Sales Tax Holiday in Massachusetts This Summer? Or Not?

Printed from: https://newbostonpost.com/2018/07/06/sales-tax-holiday-in-massachusetts-this-summer-or-not/

By Matt Murphy
STATE HOUSE NEWS SERVICE

The “grand bargain” law signed by Governor Charlie Baker last week makes a summer sales tax holiday a permanent annual fixture on the calendars of shoppers and business owners in Massachusetts.

But most of the new law, including the brief August respite from the state’s 6.25 percent sales tax, doesn’t kick in until January 2019.

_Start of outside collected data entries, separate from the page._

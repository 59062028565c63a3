//! Authenticated wallet session.
//!
//! The wallet itself (custody, signing UI, login methods) is external. This
//! module only drives it through [`WalletProvider`] and keeps track of which
//! account is connected.
use std::sync::atomic::{AtomicBool, Ordering};

use alloy::{
    network::EthereumWallet,
    primitives::Address,
    providers::{DynProvider, Provider, ProviderBuilder},
    signers::local::PrivateKeySigner,
    transports::http::reqwest::Url,
};
use async_trait::async_trait;

use crate::{
    error::{Error, Result},
    gateway::RpcTransport,
    network::NetworkDescriptor,
};

/// Error reported by a wallet, with an EIP-1193 style code.
#[derive(Clone, Debug, PartialEq, Eq, thiserror::Error)]
#[error("{message} (code {code})")]
pub struct WalletError {
    /// Numeric error code.
    pub code: i64,
    /// Wallet-provided message.
    pub message: String,
}

impl WalletError {
    /// The user rejected the request.
    pub const USER_REJECTED: i64 = 4001;
    /// The wallet does not support the requested method.
    pub const UNSUPPORTED_METHOD: i64 = 4200;
    /// The wallet does not know the requested chain.
    pub const UNRECOGNIZED_CHAIN: i64 = 4902;
    /// The wallet failed internally, e.g. its node was unreachable.
    pub const INTERNAL: i64 = -32603;

    /// Creates a new wallet error.
    pub fn new(code: i64, message: impl Into<String>) -> Self {
        Self { code, message: message.into() }
    }
}

/// Wallet and authentication primitives the client relies on.
#[async_trait]
pub trait WalletProvider: Send + Sync {
    /// Authenticates the user.
    async fn login(&self) -> Result<(), WalletError>;

    /// Ends the authenticated session.
    async fn logout(&self) -> Result<(), WalletError>;

    /// Connected accounts; the first one is the active account.
    async fn accounts(&self) -> Result<Vec<Address>, WalletError>;

    /// Chain the wallet is currently connected to.
    async fn chain_id(&self) -> Result<u64, WalletError>;

    /// Asks the wallet to switch to `chain_id`.
    ///
    /// Fails with [`WalletError::UNRECOGNIZED_CHAIN`] if the wallet does not
    /// know the chain yet.
    async fn switch_chain(&self, chain_id: u64) -> Result<(), WalletError>;

    /// Asks the wallet to register `network`.
    async fn add_chain(
        &self,
        network: &NetworkDescriptor,
    ) -> Result<(), WalletError>;
}

/// Wallet session with an explicit connect/disconnect lifecycle.
#[derive(Debug)]
pub struct Session<W> {
    wallet: W,
    account: Option<Address>,
}

impl<W: WalletProvider> Session<W> {
    /// Creates a disconnected session over `wallet`.
    pub fn new(wallet: W) -> Self {
        Self { wallet, account: None }
    }

    /// The wallet driving this session.
    pub fn wallet(&self) -> &W {
        &self.wallet
    }

    /// Logs in and selects the wallet's first account.
    ///
    /// # Errors
    ///
    /// * [`Error::WalletDeclined`] - If the user refused to log in.
    /// * [`Error::NotConnected`] - If the wallet exposes no account.
    /// * [`Error::CallFailed`] - On any other wallet failure.
    pub async fn connect(&mut self) -> Result<Address> {
        self.wallet.login().await.map_err(wallet_failure)?;
        let account = self
            .wallet
            .accounts()
            .await
            .map_err(wallet_failure)?
            .first()
            .copied()
            .ok_or(Error::NotConnected)?;

        tracing::info!(%account, "wallet connected");
        self.account = Some(account);
        Ok(account)
    }

    /// Logs out and forgets the account.
    ///
    /// The account is forgotten even if the wallet fails to log out.
    ///
    /// # Errors
    ///
    /// * [`Error::CallFailed`] - If the wallet failed to log out.
    pub async fn disconnect(&mut self) -> Result<()> {
        if let Some(account) = self.account.take() {
            tracing::info!(%account, "wallet disconnected");
        }
        self.wallet.logout().await.map_err(wallet_failure)
    }

    /// Whether an account is connected.
    pub fn is_connected(&self) -> bool {
        self.account.is_some()
    }

    /// The connected account.
    ///
    /// # Errors
    ///
    /// * [`Error::NotConnected`] - If no account is connected.
    pub fn account(&self) -> Result<Address> {
        self.account.ok_or(Error::NotConnected)
    }

    /// Checks that the wallet is on `network`.
    ///
    /// # Errors
    ///
    /// * [`Error::NetworkMismatch`] - If the wallet is on another chain.
    /// * [`Error::CallFailed`] - If the wallet could not report its chain.
    pub async fn check_network(
        &self,
        network: &NetworkDescriptor,
    ) -> Result<()> {
        let actual = self.wallet.chain_id().await.map_err(wallet_failure)?;
        if actual == network.chain_id {
            Ok(())
        } else {
            Err(Error::NetworkMismatch { expected: network.chain_id, actual })
        }
    }

    /// Makes sure the wallet is on `network`, switching to it and registering
    /// it with the wallet first if needed.
    ///
    /// # Errors
    ///
    /// * [`Error::NetworkSwitchFailed`] - If the wallet refused to switch or
    ///   register the network, or is still on another chain afterwards.
    pub async fn ensure_network(
        &self,
        network: &NetworkDescriptor,
    ) -> Result<()> {
        match self.check_network(network).await {
            Ok(()) => return Ok(()),
            Err(Error::NetworkMismatch { actual, .. }) => {
                tracing::info!(
                    from = actual,
                    to = network.chain_id,
                    "switching network"
                );
            }
            Err(e) => return Err(switch_failure(&e)),
        }

        match self.wallet.switch_chain(network.chain_id).await {
            Ok(()) => {}
            Err(e) if e.code == WalletError::UNRECOGNIZED_CHAIN => {
                let chain = &network.chain_name;
                tracing::info!(%chain, "registering network");
                self.wallet
                    .add_chain(network)
                    .await
                    .map_err(|e| switch_failure(&e))?;
            }
            Err(e) => return Err(switch_failure(&e)),
        }

        self.check_network(network).await.map_err(|e| switch_failure(&e))
    }
}

fn wallet_failure(e: WalletError) -> Error {
    if e.code == WalletError::USER_REJECTED {
        Error::WalletDeclined
    } else {
        Error::CallFailed(e.to_string())
    }
}

fn switch_failure(e: &impl ToString) -> Error {
    Error::NetworkSwitchFailed(e.to_string())
}

/// [`WalletProvider`] backed by a local private key and an HTTP endpoint.
///
/// It has nothing to ask a user, so logging in always succeeds, and it cannot
/// move to another network.
pub struct LocalWallet {
    signer: PrivateKeySigner,
    provider: DynProvider,
    authenticated: AtomicBool,
}

impl LocalWallet {
    /// Wallet for `signer` connected to `rpc_url`.
    pub fn new(signer: PrivateKeySigner, rpc_url: Url) -> Self {
        let provider = ProviderBuilder::new()
            .wallet(EthereumWallet::from(signer.clone()))
            .connect_http(rpc_url)
            .erased();
        Self { signer, provider, authenticated: AtomicBool::new(false) }
    }

    /// Wallet for the hex-encoded private key `private_key`.
    ///
    /// # Errors
    ///
    /// * [`Error::InvalidInput`] - If `private_key` is malformed.
    pub fn from_private_key(private_key: &str, rpc_url: Url) -> Result<Self> {
        let signer: PrivateKeySigner = private_key
            .trim()
            .parse()
            .map_err(|_| Error::invalid_input("malformed private key"))?;
        Ok(Self::new(signer, rpc_url))
    }

    /// Address of the local account.
    pub fn address(&self) -> Address {
        self.signer.address()
    }

    /// Transport to the vesting contract at `contract`, signing with this
    /// wallet.
    pub fn transport(&self, contract: Address) -> RpcTransport<DynProvider> {
        RpcTransport::new(self.provider.clone(), contract)
    }
}

impl std::fmt::Debug for LocalWallet {
    fn fmt(&self, f: &mut std::fmt::Formatter<'_>) -> std::fmt::Result {
        f.debug_struct("LocalWallet")
            .field("address", &self.address())
            .field("authenticated", &self.authenticated)
            .finish_non_exhaustive()
    }
}

#[async_trait]
impl WalletProvider for LocalWallet {
    async fn login(&self) -> Result<(), WalletError> {
        self.authenticated.store(true, Ordering::SeqCst);
        Ok(())
    }

    async fn logout(&self) -> Result<(), WalletError> {
        self.authenticated.store(false, Ordering::SeqCst);
        Ok(())
    }

    async fn accounts(&self) -> Result<Vec<Address>, WalletError> {
        if self.authenticated.load(Ordering::SeqCst) {
            Ok(vec![self.address()])
        } else {
            Ok(Vec::new())
        }
    }

    async fn chain_id(&self) -> Result<u64, WalletError> {
        self.provider
            .get_chain_id()
            .await
            .map_err(|e| WalletError::new(WalletError::INTERNAL, e.to_string()))
    }

    async fn switch_chain(&self, chain_id: u64) -> Result<(), WalletError> {
        Err(WalletError::new(
            WalletError::UNSUPPORTED_METHOD,
            format!("a local wallet cannot switch to chain {chain_id:#x}"),
        ))
    }

    async fn add_chain(
        &self,
        network: &NetworkDescriptor,
    ) -> Result<(), WalletError> {
        Err(WalletError::new(
            WalletError::UNSUPPORTED_METHOD,
            format!("a local wallet cannot register {}", network.chain_name),
        ))
    }
}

So what about this summer?

If there is to be a sales tax holiday this August, the Legislature must first agree to it, and schedule the weekend.

House Speaker Robert DeLeo’s office declined to comment when asked whether the House would take up legislation this month to designate one weekend in August as sales-tax-free. However, with elections approaching, tax receipts pouring in well above estimates, and lawmakers having just signed off on a permanent sales tax holiday, it would be surprising if the Legislature did not give consumers a break next month with a weekend that typically costs the state a little over $20 million.

One possibility is that a sales tax holiday could be added to an economic development bill that the Legislature is expected to consider in the closing weeks of the session. The legislation passed through the Committee on Economic Development and Emerging Technologies without addressing the sales tax holiday that Governor Baker had included in his version of the bill.

At that time, the concept of a permanent sales tax holiday was still the subject of negotiations between legislators and interest groups hoping to strike a compromise law addressing the minimum wage, paid family leave, and a sales tax reduction.

A sales tax reduction, which Baker says he supports, was not part of the grand bargain law that spurred proponents of minimum wage, paid leave, and sales tax cut ballot questions to abandon those efforts. The law calls for the minimum wage to rise from $11 to $15 over five years and for a new $800 million paid family and medical leave program supported by a payroll tax.

Starting in 2019, the Legislature will have until June 15 to pick a weekend in August to hold the sales tax holiday. If lawmakers miss that deadline, the commissioner of the Department of Revenue by July 1 must set the dates.